(Collected data entries)
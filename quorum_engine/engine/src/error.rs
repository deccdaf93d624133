//! Centralized quorum engine error types.

use thiserror::Error;

#[derive(Error, Debug, Clone, PartialEq, Eq)]
pub enum QuorumError {
    /// Malformed threshold, signer set or authorized-party input.
    #[error("Validation error: {0}")]
    Validation(String),
    /// Unknown wallet, key or transaction.
    #[error("Not found: {0}")]
    NotFound(String),
    /// Actor is not in the signer or authorized-party set.
    #[error("Authorization error: {0}")]
    Authorization(String),
    /// Operation attempted on a transaction that is no longer pending.
    #[error("State error: {0}")]
    State(String),
    /// Signer already contributed to this transaction.
    #[error("Signer {signer} already signed transaction {tx_id}")]
    AlreadySigned { tx_id: String, signer: String },
    /// Proposal against a deactivated wallet.
    #[error("Wallet {0} is inactive")]
    WalletInactive(String),
    /// Key or wallet id collision.
    #[error("Duplicate: {0}")]
    Duplicate(String),
    /// Proof rejected by the signature verifier.
    #[error("Invalid signature: {0}")]
    InvalidSignature(String),
    /// Ledger submission failed after the local transition to Executed.
    #[error("Execution error: {0}")]
    Execution(String),
    /// Optimistic write lost the race too many times.
    #[error("Write conflict: {0}")]
    Conflict(String),
    /// Storage backend failure (lock poisoning, missing table row).
    #[error("Store error: {0}")]
    Store(String),
    /// Serialization or deserialization error.
    #[error("Serialization error: {0}")]
    Serde(String),
    /// Sealing or unsealing failure.
    #[error("Cryptographic error: {0}")]
    Crypto(String),
}

impl QuorumError {
    /// Caller mistakes are reported immediately and never retried.
    pub fn is_caller_error(&self) -> bool {
        matches!(
            self,
            QuorumError::Validation(_)
                | QuorumError::NotFound(_)
                | QuorumError::Authorization(_)
                | QuorumError::State(_)
                | QuorumError::AlreadySigned { .. }
                | QuorumError::WalletInactive(_)
                | QuorumError::Duplicate(_)
                | QuorumError::InvalidSignature(_)
        )
    }
}

impl From<serde_json::Error> for QuorumError {
    fn from(e: serde_json::Error) -> Self {
        QuorumError::Serde(e.to_string())
    }
}

pub type Result<T> = std::result::Result<T, QuorumError>;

*What you have to do*. The answer is the line holding "QuorumError::Validation(_)" and all the lines after it through the end of the records, repeated exactly.

*Reply to the exercise*.
            QuorumError::Validation(_)
                | QuorumError::NotFound(_)
                | QuorumError::Authorization(_)
                | QuorumError::State(_)
                | QuorumError::AlreadySigned { .. }
                | QuorumError::WalletInactive(_)
                | QuorumError::Duplicate(_)
                | QuorumError::InvalidSignature(_)
        )
    }
}

impl From<serde_json::Error> for QuorumError {
    fn from(e: serde_json::Error) -> Self {
        QuorumError::Serde(e.to_string())
    }
}

pub type Result<T> = std::result::Result<T, QuorumError>;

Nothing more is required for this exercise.